Specifically, the grant from the N.C. Rural Economic Development Center would a matching $45,000 grant that requires $22,500 in local funds. The grant would be for the purpose of developing an intergovernmental water supply consortium to develop and implement a long-term water supply management program. The N.C. Department of Environment and Natural Resources and Environment Management Commissioner have shared concerns for overuse of the groundwater aquifers in the Southern Coastal Plain.
“Most of the money will be spent putting monitoring wells down and putting monitoring devices on all of our well systems, so we can ensure we all have adequate water supply in the future,” said Connet.
The proposed local program is designed to help county water stakeholders to more closely monitor groundwater levels; evaluate existing use of groundwater resources and the extent of any regional drawdown impacts; and make recommendations for optimizing continued and future utilization of the major aquifers supplying the region.
The group, which would be called the Sampson County Water Supply Advisory Council would provide guidance and oversight to the program. The role of the Council will be to develop an overall strategy for future water availability, including the review of any regional studies or system interconnections.
Through that joint effort, it is hoped groundwater levels can be monitored and trends identified concerning major aquifers supplying the region, but that working relations between various stakeholders can also be fostered. That includes not only public water supply, but commercial and industrial users, as well as agriculture and agribusiness.
Without vested interest from the major users, a program will not be as successful, Connet stated.
“We would like for this to be a partnership,” said Connet. “We would reach out to other entities to come up with the matching funds, it would not all come from the city. I think it would be appropriate, since we started this, for us to be the lead agency.”
Connet introduced the effort toward a comprehensive county water council last month and said last week that efforts were continuing. The next several months will be spent meeting with other water providers in the county, including Harrells, Garland, Salemburg, Roseboro, Turkey to start building support before making an application for the grant in April or May “and move full steam in July,” he said.
The group will be prepared to implement the planning process on July 1, 2013.
By developing the water council and working closely with the Lumber River Council of Governments (LRCOG), which helped draft the proposal for the water supply planning program, it would additionally aid in the city of Clinton’s efforts in “comprehensive planning toward 2030 and beyond,” Connet stated.

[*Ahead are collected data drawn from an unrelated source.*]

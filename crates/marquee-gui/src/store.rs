//! Observable record cache, independent of any rendering framework.

use std::sync::atomic::{AtomicU64, Ordering};
use std::sync::{Arc, Mutex, PoisonError};

use marquee_common::{Disposable, JsonMap};

type Listener = Arc<dyn Fn(&JsonMap) + Send + Sync>;

#[derive(Default)]
struct StoreInner {
    snapshot: Mutex<Arc<JsonMap>>,
    listeners: Mutex<Vec<(u64, Listener)>>,
    next_id: AtomicU64,
}

/// A record with change notification.
///
/// Snapshots are immutable `Arc`s: a new one is swapped in on every change,
/// so readers holding an old snapshot never see it mutate.
#[derive(Clone, Default)]
pub struct Store {
    inner: Arc<StoreInner>,
}

impl Store {
    pub fn new(initial: JsonMap) -> Self {
        let store = Self::default();
        *store.lock_snapshot() = Arc::new(initial);
        store
    }

    pub fn get_snapshot(&self) -> Arc<JsonMap> {
        Arc::clone(&self.lock_snapshot())
    }

    /// Call `listener` with the new snapshot after every change.
    pub fn subscribe<F>(&self, listener: F) -> Disposable
    where
        F: Fn(&JsonMap) + Send + Sync + 'static,
    {
        let id = self.inner.next_id.fetch_add(1, Ordering::Relaxed);
        self.lock_listeners().push((id, Arc::new(listener)));

        let inner = Arc::clone(&self.inner);
        Disposable::new(move || {
            inner
                .listeners
                .lock()
                .unwrap_or_else(PoisonError::into_inner)
                .retain(|(lid, _)| *lid != id);
        })
    }

    pub fn listener_count(&self) -> usize {
        self.lock_listeners().len()
    }

    /// Last-writer-wins merge at field granularity. Fields absent from
    /// `partial` are untouched. Returns true if anything changed.
    pub fn merge(&self, partial: &JsonMap) -> bool {
        let next = {
            let mut snapshot = self.lock_snapshot();
            let changed = partial.iter().any(|(k, v)| snapshot.get(k) != Some(v));
            if !changed {
                return false;
            }
            let mut next = (**snapshot).clone();
            for (k, v) in partial {
                next.insert(k.clone(), v.clone());
            }
            let next = Arc::new(next);
            *snapshot = Arc::clone(&next);
            next
        };
        self.notify(&next);
        true
    }

    fn notify(&self, snapshot: &JsonMap) {
        let listeners: Vec<Listener> = self
            .lock_listeners()
            .iter()
            .map(|(_, l)| Arc::clone(l))
            .collect();
        for listener in listeners {
            listener(snapshot);
        }
    }

    fn lock_snapshot(&self) -> std::sync::MutexGuard<'_, Arc<JsonMap>> {
        self.inner.snapshot.lock().unwrap_or_else(PoisonError::into_inner)
    }

    fn lock_listeners(&self) -> std::sync::MutexGuard<'_, Vec<(u64, Listener)>> {
        self.inner.listeners.lock().unwrap_or_else(PoisonError::into_inner)
    }
}

#[cfg(test)]
mod tests {
    use super::*;
    use serde_json::json;

    fn map(value: serde_json::Value) -> JsonMap {
        value.as_object().cloned().unwrap()
    }

    #[test]
    fn merge_keeps_other_fields() {
        let store = Store::new(map(json!({ "a": 1, "b": 2 })));
        assert!(store.merge(&map(json!({ "b": 3 }))));

        let snap = store.get_snapshot();
        assert_eq!(snap["a"], json!(1));
        assert_eq!(snap["b"], json!(3));
    }

    #[test]
    fn unchanged_merge_does_not_notify() {
        let store = Store::new(map(json!({ "a": 1 })));
        let hits = Arc::new(AtomicU64::new(0));
        let h = Arc::clone(&hits);
        let _sub = store.subscribe(move |_| {
            h.fetch_add(1, Ordering::SeqCst);
        });

        assert!(!store.merge(&map(json!({ "a": 1 }))));
        assert!(store.merge(&map(json!({ "a": 2 }))));
        assert_eq!(hits.load(Ordering::SeqCst), 1);
    }

    #[test]
    fn old_snapshots_are_stable() {
        let store = Store::new(map(json!({ "a": 1 })));
        let before = store.get_snapshot();
        store.merge(&map(json!({ "a": 2 })));
        assert_eq!(before["a"], json!(1));
    }

    #[test]
    fn unsubscribe_stops_notifications() {
        let store = Store::default();
        let hits = Arc::new(AtomicU64::new(0));
        let h = Arc::clone(&hits);
        let sub = store.subscribe(move |_| {
            h.fetch_add(1, Ordering::SeqCst);
        });

        store.merge(&map(json!({ "x": true })));
        sub.dispose();
        store.merge(&map(json!({ "x": false })));

        assert_eq!(hits.load(Ordering::SeqCst), 1);
        assert_eq!(store.listener_count(), 0);
    }

    #[test]
    fn listener_may_read_the_store() {
        let store = Store::default();
        let reader = store.clone();
        let seen = Arc::new(Mutex::new(None));
        let s = Arc::clone(&seen);
        let _sub = store.subscribe(move |_| {
            *s.lock().unwrap() = reader.get_snapshot().get("k").cloned();
        });

        store.merge(&map(json!({ "k": "v" })));
        assert_eq!(*seen.lock().unwrap(), Some(json!("v")));
    }
}
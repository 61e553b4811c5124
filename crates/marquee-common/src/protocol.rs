//! Wire protocol between the extension host and webview documents.
//!
//! Every message is one JSON object. The top-level key decides its kind:
//!
//! - `{"ready": bool}` (webview -> host): readiness handshake.
//! - `{"west": {"execCommands": [...]}}` (webview -> host): host command requests.
//! - `{"channel": {...}}` (both ways): a namespaced channel frame.
//! - `{"persistence": {...}}` (host -> webview): full state snapshot.
//! - `{"bootstrap": {...}}` (host -> webview): initial payload at panel creation.
//! - anything else: a state envelope `{ "<namespace>": { field: value } }`.

use std::collections::BTreeMap;

use serde::{Deserialize, Serialize};
use serde_json::Value;

use crate::errors::ProtocolError;
use crate::types::{JsonMap, Snapshot};

/// Top-level keys that can never be namespace names.
pub const RESERVED_KEYS: &[&str] = &["ready", "west", "persistence", "channel", "bootstrap"];

/// A frame on a namespaced channel.
#[derive(Debug, Clone, PartialEq, Serialize, Deserialize)]
#[serde(tag = "type", rename_all = "lowercase")]
pub enum ChannelFrame {
    /// Host probe sent to an endpoint while registering a channel.
    Hello { namespace: String },
    /// Webview reply to `Hello`, or sent unprompted when a client attaches.
    Ack { namespace: String },
    /// A named event with its payload.
    Event {
        namespace: String,
        event: String,
        #[serde(default)]
        payload: Value,
    },
}

impl ChannelFrame {
    pub fn namespace(&self) -> &str {
        match self {
            Self::Hello { namespace } | Self::Ack { namespace } | Self::Event { namespace, .. } => {
                namespace
            }
        }
    }

    pub fn event(namespace: &str, event: &str, payload: Value) -> Self {
        Self::Event {
            namespace: namespace.to_string(),
            event: event.to_string(),
            payload,
        }
    }

    pub fn to_value(&self) -> Value {
        let frame = serde_json::to_value(self).unwrap_or(Value::Null);
        serde_json::json!({ "channel": frame })
    }
}

/// One host command invocation requested by a webview.
#[derive(Debug, Clone, PartialEq, Serialize, Deserialize)]
pub struct CommandRequest {
    pub command: String,
    #[serde(default, skip_serializing_if = "Option::is_none")]
    pub args: Option<Value>,
    #[serde(default, skip_serializing_if = "Option::is_none")]
    pub options: Option<Value>,
}

impl CommandRequest {
    pub fn new(command: impl Into<String>) -> Self {
        Self {
            command: command.into(),
            args: None,
            options: None,
        }
    }

    /// Arguments as a list: an array is spread, a single value becomes one argument.
    pub fn args_list(&self) -> Vec<Value> {
        match &self.args {
            None | Some(Value::Null) => Vec::new(),
            Some(Value::Array(items)) => items.clone(),
            Some(other) => vec![other.clone()],
        }
    }
}

/// `{ "<namespace>": { field: value, ... }, ... }`
#[derive(Debug, Clone, Default, PartialEq)]
pub struct StateEnvelope {
    entries: BTreeMap<String, JsonMap>,
}

impl StateEnvelope {
    pub fn new() -> Self {
        Self::default()
    }

    /// An envelope carrying exactly one field of one namespace.
    pub fn single(namespace: &str, field: &str, value: Value) -> Self {
        let mut env = Self::new();
        env.insert(namespace, field, value);
        env
    }

    pub fn insert(&mut self, namespace: &str, field: &str, value: Value) {
        self.entries
            .entry(namespace.to_string())
            .or_default()
            .insert(field.to_string(), value);
    }

    pub fn insert_partial(&mut self, namespace: &str, partial: JsonMap) {
        let entry = self.entries.entry(namespace.to_string()).or_default();
        for (k, v) in partial {
            entry.insert(k, v);
        }
    }

    pub fn iter(&self) -> impl Iterator<Item = (&String, &JsonMap)> {
        self.entries.iter()
    }

    pub fn get(&self, namespace: &str) -> Option<&JsonMap> {
        self.entries.get(namespace)
    }

    pub fn is_empty(&self) -> bool {
        self.entries.is_empty()
    }

    pub fn from_value(value: &Value) -> Result<Self, ProtocolError> {
        let obj = value.as_object().ok_or(ProtocolError::NotAnObject)?;
        if obj.is_empty() {
            return Err(ProtocolError::MissingNamespace);
        }

        let mut entries = BTreeMap::new();
        for (ns, partial) in obj {
            if RESERVED_KEYS.contains(&ns.as_str()) {
                return Err(ProtocolError::Malformed(format!(
                    "reserved key {ns:?} in state envelope"
                )));
            }
            let fields = partial.as_object().ok_or_else(|| {
                ProtocolError::Malformed(format!("namespace {ns:?} does not carry an object"))
            })?;
            entries.insert(ns.clone(), fields.clone());
        }
        Ok(Self { entries })
    }

    pub fn to_value(&self) -> Value {
        let obj: JsonMap = self
            .entries
            .iter()
            .map(|(ns, fields)| (ns.clone(), Value::Object(fields.clone())))
            .collect();
        Value::Object(obj)
    }
}

/// Initial payload handed to a panel when it is created.
#[derive(Debug, Clone, Default, PartialEq, Serialize, Deserialize)]
#[serde(default, rename_all = "camelCase")]
pub struct BootstrapPayload {
    pub title: String,
    pub snapshot: Snapshot,
    pub widget_scripts: Vec<String>,
}

/// Messages a webview sends to the host.
#[derive(Debug, Clone, PartialEq)]
pub enum WebviewMessage {
    Ready(bool),
    Commands(Vec<CommandRequest>),
    Channel(ChannelFrame),
    State(StateEnvelope),
}

impl WebviewMessage {
    pub fn parse(value: &Value) -> Result<Self, ProtocolError> {
        let obj = value.as_object().ok_or(ProtocolError::NotAnObject)?;

        if let Some(ready) = obj.get("ready") {
            return ready
                .as_bool()
                .map(Self::Ready)
                .ok_or_else(|| ProtocolError::Malformed("ready must be a boolean".into()));
        }

        if let Some(frame) = obj.get("channel") {
            return parse_frame(frame).map(Self::Channel);
        }

        if let Some(west) = obj.get("west") {
            let commands = west
                .get("execCommands")
                .ok_or_else(|| ProtocolError::Malformed("west without execCommands".into()))?;
            let commands: Vec<CommandRequest> = serde_json::from_value(commands.clone())
                .map_err(|e| ProtocolError::Malformed(format!("execCommands: {e}")))?;
            return Ok(Self::Commands(commands));
        }

        StateEnvelope::from_value(value).map(Self::State)
    }

    pub fn to_value(&self) -> Value {
        match self {
            Self::Ready(ready) => serde_json::json!({ "ready": ready }),
            Self::Commands(commands) => serde_json::json!({
                "west": { "execCommands": commands }
            }),
            Self::Channel(frame) => frame.to_value(),
            Self::State(env) => env.to_value(),
        }
    }
}

/// Messages the host sends to a webview.
#[derive(Debug, Clone, PartialEq)]
pub enum HostMessage {
    Bootstrap(BootstrapPayload),
    Persistence(Snapshot),
    Channel(ChannelFrame),
    State(StateEnvelope),
}

impl HostMessage {
    pub fn parse(value: &Value) -> Result<Self, ProtocolError> {
        let obj = value.as_object().ok_or(ProtocolError::NotAnObject)?;

        if let Some(bootstrap) = obj.get("bootstrap") {
            return serde_json::from_value(bootstrap.clone())
                .map(Self::Bootstrap)
                .map_err(|e| ProtocolError::Malformed(format!("bootstrap: {e}")));
        }

        if let Some(snapshot) = obj.get("persistence") {
            return serde_json::from_value(snapshot.clone())
                .map(Self::Persistence)
                .map_err(|e| ProtocolError::Malformed(format!("persistence: {e}")));
        }

        if let Some(frame) = obj.get("channel") {
            return parse_frame(frame).map(Self::Channel);
        }

        StateEnvelope::from_value(value).map(Self::State)
    }

    pub fn to_value(&self) -> Value {
        match self {
            Self::Bootstrap(payload) => serde_json::json!({ "bootstrap": payload }),
            Self::Persistence(snapshot) => serde_json::json!({ "persistence": snapshot }),
            Self::Channel(frame) => frame.to_value(),
            Self::State(env) => env.to_value(),
        }
    }
}

fn parse_frame(frame: &Value) -> Result<ChannelFrame, ProtocolError> {
    let frame: ChannelFrame = serde_json::from_value(frame.clone())
        .map_err(|e| ProtocolError::Malformed(format!("channel frame: {e}")))?;
    if frame.namespace().is_empty() {
        return Err(ProtocolError::MissingNamespace);
    }
    Ok(frame)
}

#[cfg(test)]
mod tests {
    use super::*;
    use serde_json::json;

    #[test]
    fn parse_ready() {
        let msg = WebviewMessage::parse(&json!({ "ready": true })).unwrap();
        assert_eq!(msg, WebviewMessage::Ready(true));

        let msg = WebviewMessage::parse(&json!({ "ready": false })).unwrap();
        assert_eq!(msg, WebviewMessage::Ready(false));
    }

    #[test]
    fn parse_ready_rejects_non_bool() {
        let err = WebviewMessage::parse(&json!({ "ready": "yes" })).unwrap_err();
        assert!(matches!(err, ProtocolError::Malformed(_)));
    }

    #[test]
    fn parse_exec_commands() {
        let msg = WebviewMessage::parse(&json!({
            "west": { "execCommands": [
                { "command": "marquee.jsonImport" },
                { "command": "vscode.openFolder", "args": ["/tmp/project"], "options": { "forceNewWindow": true } }
            ]}
        }))
        .unwrap();

        let WebviewMessage::Commands(cmds) = msg else {
            panic!("expected commands");
        };
        assert_eq!(cmds.len(), 2);
        assert_eq!(cmds[0].command, "marquee.jsonImport");
        assert!(cmds[0].args_list().is_empty());
        assert_eq!(cmds[1].args_list(), vec![json!("/tmp/project")]);
        assert_eq!(cmds[1].options, Some(json!({ "forceNewWindow": true })));
    }

    #[test]
    fn single_arg_becomes_one_element_list() {
        let mut req = CommandRequest::new("workbench.action.openSettings");
        req.args = Some(json!("marquee"));
        assert_eq!(req.args_list(), vec![json!("marquee")]);
    }

    #[test]
    fn parse_state_envelope() {
        let msg = WebviewMessage::parse(&json!({
            "widgets.todo": { "todos": [] },
            "widgets.weather": { "scale": "C" }
        }))
        .unwrap();

        let WebviewMessage::State(env) = msg else {
            panic!("expected state envelope");
        };
        assert_eq!(env.get("widgets.todo").unwrap()["todos"], json!([]));
        assert_eq!(env.get("widgets.weather").unwrap()["scale"], json!("C"));
    }

    #[test]
    fn empty_object_has_no_namespace() {
        let err = WebviewMessage::parse(&json!({})).unwrap_err();
        assert!(matches!(err, ProtocolError::MissingNamespace));
    }

    #[test]
    fn non_object_is_rejected() {
        assert!(matches!(
            WebviewMessage::parse(&json!([1, 2])).unwrap_err(),
            ProtocolError::NotAnObject
        ));
        assert!(matches!(
            WebviewMessage::parse(&json!("ready")).unwrap_err(),
            ProtocolError::NotAnObject
        ));
    }

    #[test]
    fn namespace_with_non_object_partial_is_malformed() {
        let err = WebviewMessage::parse(&json!({ "widgets.todo": 3 })).unwrap_err();
        assert!(matches!(err, ProtocolError::Malformed(_)));
    }

    #[test]
    fn channel_frame_wraps_under_channel_key() {
        let frame = ChannelFrame::event("stateful.marquee", "counter", json!(3));
        let value = frame.to_value();
        assert_eq!(value["channel"]["type"], "event");
        assert_eq!(value["channel"]["namespace"], "stateful.marquee");

        let parsed = WebviewMessage::parse(&value).unwrap();
        assert_eq!(parsed, WebviewMessage::Channel(frame));
    }

    #[test]
    fn channel_frame_requires_namespace() {
        let err = WebviewMessage::parse(&json!({
            "channel": { "type": "ack", "namespace": "" }
        }))
        .unwrap_err();
        assert!(matches!(err, ProtocolError::MissingNamespace));
    }

    #[test]
    fn host_persistence_parses_snapshot() {
        let value = json!({
            "persistence": {
                "widgets.todo": { "state": { "todos": [1] }, "configuration": {} }
            }
        });
        let HostMessage::Persistence(snapshot) = HostMessage::parse(&value).unwrap() else {
            panic!("expected persistence");
        };
        assert_eq!(snapshot["widgets.todo"].state["todos"], json!([1]));
    }

    #[test]
    fn host_bootstrap_uses_camel_case() {
        let msg = HostMessage::Bootstrap(BootstrapPayload {
            title: "Marquee".into(),
            snapshot: Snapshot::new(),
            widget_scripts: vec!["3rdParty/ext/widget.js".into()],
        });
        let value = msg.to_value();
        assert_eq!(value["bootstrap"]["widgetScripts"][0], "3rdParty/ext/widget.js");
        assert_eq!(HostMessage::parse(&value).unwrap(), msg);
    }

    #[test]
    fn state_envelope_rejects_reserved_keys_mixed_in() {
        let err = StateEnvelope::from_value(&json!({
            "widgets.todo": {},
            "persistence": {}
        }))
        .unwrap_err();
        assert!(matches!(err, ProtocolError::Malformed(_)));
    }
}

The local group would utilizes existing database and map server programs with LRCOG and the N.C. Division of Water Resources.
It is estimated that the program would cost approximately $45,000 over an initial 18-month timeframe. The expenditures would include consultations and work products from a hydro geologist, at $30,000, technical writing and research/planning staff to conduct project work, at $15,000, and any incidentals for the Advisory Council at a minimal cost. The Rural Center grant proposal would cover 50 percent of the project costs, with $22,500 to be paid locally.
“We would like to obtain some grant money to do some additional monitoring, some 5-year data projections to really look at the availability of groundwater in Sampson County,” said Connet. “We have limited surface water opportunities in Sampson County. We would have to buy water or reach out to our neighbors in Harnett County or Cumberland County or Bladen County for surface water. So we want to do some projections and a lot of monitoring.”
Connet said the goal was to move forward, with any red flags or concerns brought to Council as they come up.
“We feel like it’s moving forward,” Connet said. “We don’t really need any action at this time, just let you know that if City Council feels this is something we need to do — which I think you do — we’ll just continue moving on and keep you updated as we move through the process.”
The board accepted the update as informational, but noted it was the right direction to move.
“I think Council is 100 percent behind this,” said Mayor Lew Starling.
Councilman Steve Stefanovich said he appreciated the initiative taken.
“I think we really do need to push forward in a big way,” said Stefanovich, “to do all we can to find out where all our water resources are.”